▸ TASK GOAL: Reading the records below, count the lines in which the string "PathBuf" appears; write the number only.

Saved entries:
--------------------------------------------------

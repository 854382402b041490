//! Unified precedence resolution for settings.
//!
//! ## Precedence (highest to lowest)
//!
//! 1. Environment variable (`LOCK_TIMEOUT`, `MAX_RETRIES`, ...)
//! 2. Session config.kdl (`<data root>/config.kdl`)
//! 3. System config.kdl (`~/.config/quartermaster/config.kdl`)
//! 4. Built-in defaults

use std::collections::BTreeMap;
use std::path::{Path, PathBuf};
use std::str::FromStr;
use std::time::Duration;

use serde::Serialize;

use crate::config::QuartermasterConfig;
use crate::{Error, Result};

/// Tracks where a resolved value came from.
#[derive(Debug, Clone, PartialEq, Eq)]
pub enum ValueSource {
    /// Value from environment variable
    EnvVar(String),
    /// Value from session-level config
    Session,
    /// Value from system-level config
    System,
    /// Built-in default value
    Default,
}

impl std::fmt::Display for ValueSource {
    fn fmt(&self, f: &mut std::fmt::Formatter<'_>) -> std::fmt::Result {
        match self {
            ValueSource::EnvVar(name) => write!(f, "env:{}", name),
            ValueSource::Session => write!(f, "session"),
            ValueSource::System => write!(f, "system"),
            ValueSource::Default => write!(f, "default"),
        }
    }
}

/// Effective runtime settings.
#[derive(Debug, Clone, PartialEq, Serialize)]
pub struct Settings {
    pub lock_timeout: Duration,
    pub max_retries: u32,
    pub retry_delay: Duration,
    pub unresponsive_threshold: Duration,
    pub supervise_interval: Duration,
    pub sync_interval: Duration,
    pub monitor_interval: Duration,
    pub complexity_threshold: u32,
    /// Percentage points
    pub coverage_drop_threshold: f64,
    /// Percent over the previous build time
    pub build_time_increase_threshold: f64,
    /// Errors per day
    pub error_rate_threshold: u32,
    pub dependency_stale_days: u32,
    pub checkpoint_keep: usize,
    pub command_timeout: Duration,
    pub categories: Vec<String>,
    pub routing: BTreeMap<String, String>,
}

impl Default for Settings {
    fn default() -> Self {
        Self {
            lock_timeout: Duration::from_secs(10),
            max_retries: 3,
            retry_delay: Duration::from_secs(1),
            unresponsive_threshold: Duration::from_secs(600),
            supervise_interval: Duration::from_secs(60),
            sync_interval: Duration::from_secs(300),
            monitor_interval: Duration::from_secs(900),
            complexity_threshold: 20,
            coverage_drop_threshold: 5.0,
            build_time_increase_threshold: 20.0,
            error_rate_threshold: 10,
            dependency_stale_days: 30,
            checkpoint_keep: 10,
            command_timeout: Duration::from_secs(1800),
            categories: vec![
                "build".to_string(),
                "debug".to_string(),
                "codegen".to_string(),
            ],
            routing: BTreeMap::new(),
        }
    }
}

/// Settings plus the source of every scalar value.
#[derive(Debug, Clone)]
pub struct ResolvedSettings {
    pub settings: Settings,
    pub sources: BTreeMap<&'static str, ValueSource>,
}

/// Path of the system-wide config file, if a config directory exists.
pub fn system_config_path() -> Option<PathBuf> {
    dirs::config_dir().map(|dir| dir.join("quartermaster").join("config.kdl"))
}

/// Path of the session config file for a data root.
pub fn session_config_path(data_root: &Path) -> PathBuf {
    data_root.join("config.kdl")
}

/// Load both config layers from disk and resolve them against the process environment.
pub fn resolve_settings_for(data_root: &Path) -> Result<ResolvedSettings> {
    let system = match system_config_path() {
        Some(path) => QuartermasterConfig::load(&path)?,
        None => QuartermasterConfig::new(),
    };
    let session = QuartermasterConfig::load(&session_config_path(data_root))?;
    resolve_settings(&system, &session, |name| std::env::var(name).ok())
}

/// Resolve settings with full precedence chain.
///
/// `env` looks up an environment variable by name; tests pass a closure over a map.
pub fn resolve_settings(
    system: &QuartermasterConfig,
    session: &QuartermasterConfig,
    env: impl Fn(&str) -> Option<String>,
) -> Result<ResolvedSettings> {
    let defaults = Settings::default();
    let mut sources = BTreeMap::new();
    let mut r = Resolver {
        env: &env,
        sources: &mut sources,
    };

    let settings = Settings {
        lock_timeout: secs(r.pick(
            "lock_timeout",
            "LOCK_TIMEOUT",
            session.lock_timeout_secs,
            system.lock_timeout_secs,
            defaults.lock_timeout.as_secs_f64(),
        )?)?,
        max_retries: r.pick(
            "max_retries",
            "MAX_RETRIES",
            session.max_retries,
            system.max_retries,
            defaults.max_retries,
        )?,
        retry_delay: secs(r.pick(
            "retry_delay",
            "RETRY_DELAY",
            session.retry_delay_secs,
            system.retry_delay_secs,
            defaults.retry_delay.as_secs_f64(),
        )?)?,
        unresponsive_threshold: secs(r.pick(
            "unresponsive_threshold",
            "UNRESPONSIVE_THRESHOLD",
            session.unresponsive_threshold_secs,
            system.unresponsive_threshold_secs,
            defaults.unresponsive_threshold.as_secs_f64(),
        )?)?,
        supervise_interval: secs(r.pick(
            "supervise_interval",
            "SUPERVISE_INTERVAL",
            session.supervise_interval_secs,
            system.supervise_interval_secs,
            defaults.supervise_interval.as_secs_f64(),
        )?)?,
        sync_interval: secs(r.pick(
            "sync_interval",
            "SYNC_INTERVAL",
            session.sync_interval_secs,
            system.sync_interval_secs,
            defaults.sync_interval.as_secs_f64(),
        )?)?,
        monitor_interval: secs(r.pick(
            "monitor_interval",
            "MONITOR_INTERVAL",
            session.monitor_interval_secs,
            system.monitor_interval_secs,
            defaults.monitor_interval.as_secs_f64(),
        )?)?,
        complexity_threshold: r.pick(
            "complexity_threshold",
            "COMPLEXITY_THRESHOLD",
            session.complexity_threshold,
            system.complexity_threshold,
            defaults.complexity_threshold,
        )?,
        coverage_drop_threshold: r.pick(
            "coverage_drop_threshold",
            "COVERAGE_DROP_THRESHOLD",
            session.coverage_drop_threshold,
            system.coverage_drop_threshold,
            defaults.coverage_drop_threshold,
        )?,
        build_time_increase_threshold: r.pick(
            "build_time_increase_threshold",
            "BUILD_TIME_INCREASE_THRESHOLD",
            session.build_time_increase_threshold,
            system.build_time_increase_threshold,
            defaults.build_time_increase_threshold,
        )?,
        error_rate_threshold: r.pick(
            "error_rate_threshold",
            "ERROR_RATE_THRESHOLD",
            session.error_rate_threshold,
            system.error_rate_threshold,
            defaults.error_rate_threshold,
        )?,
        dependency_stale_days: r.pick(
            "dependency_stale_days",
            "DEPENDENCY_STALE_DAYS",
            session.dependency_stale_days,
            system.dependency_stale_days,
            defaults.dependency_stale_days,
        )?,
        checkpoint_keep: r.pick(
            "checkpoint_keep",
            "CHECKPOINT_KEEP",
            session.checkpoint_keep.map(|v| v as usize),
            system.checkpoint_keep.map(|v| v as usize),
            defaults.checkpoint_keep,
        )?,
        command_timeout: secs(r.pick(
            "command_timeout",
            "COMMAND_TIMEOUT",
            session.command_timeout_secs,
            system.command_timeout_secs,
            defaults.command_timeout.as_secs_f64(),
        )?)?,
        categories: session
            .categories
            .clone()
            .or_else(|| system.categories.clone())
            .unwrap_or(defaults.categories),
        routing: {
            let mut routing = system.routing.clone();
            routing.extend(session.routing.clone());
            routing
        },
    };

    if settings.max_retries == 0 {
        return Err(Error::Config("MAX_RETRIES must be at least 1".to_string()));
    }

    Ok(ResolvedSettings { settings, sources })
}

struct Resolver<'a, F: Fn(&str) -> Option<String>> {
    env: &'a F,
    sources: &'a mut BTreeMap<&'static str, ValueSource>,
}

impl<F: Fn(&str) -> Option<String>> Resolver<'_, F> {
    fn pick<T: FromStr>(
        &mut self,
        key: &'static str,
        env_name: &str,
        session: Option<T>,
        system: Option<T>,
        default: T,
    ) -> Result<T> {
        if let Some(raw) = (self.env)(env_name).filter(|v| !v.trim().is_empty()) {
            let value = raw.trim().parse::<T>().map_err(|_| {
                Error::Config(format!("{} has an invalid value: {}", env_name, raw))
            })?;
            self.sources
                .insert(key, ValueSource::EnvVar(env_name.to_string()));
            return Ok(value);
        }
        let (value, source) = match (session, system) {
            (Some(v), _) => (v, ValueSource::Session),
            (None, Some(v)) => (v, ValueSource::System),
            (None, None) => (default, ValueSource::Default),
        };
        self.sources.insert(key, source);
        Ok(value)
    }
}

fn secs(value: f64) -> Result<Duration> {
    Duration::try_from_secs_f64(value)
        .map_err(|_| Error::Config(format!("invalid duration: {}", value)))
}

--------------------------------------------------

▸ PROBLEM SOLUTION: 3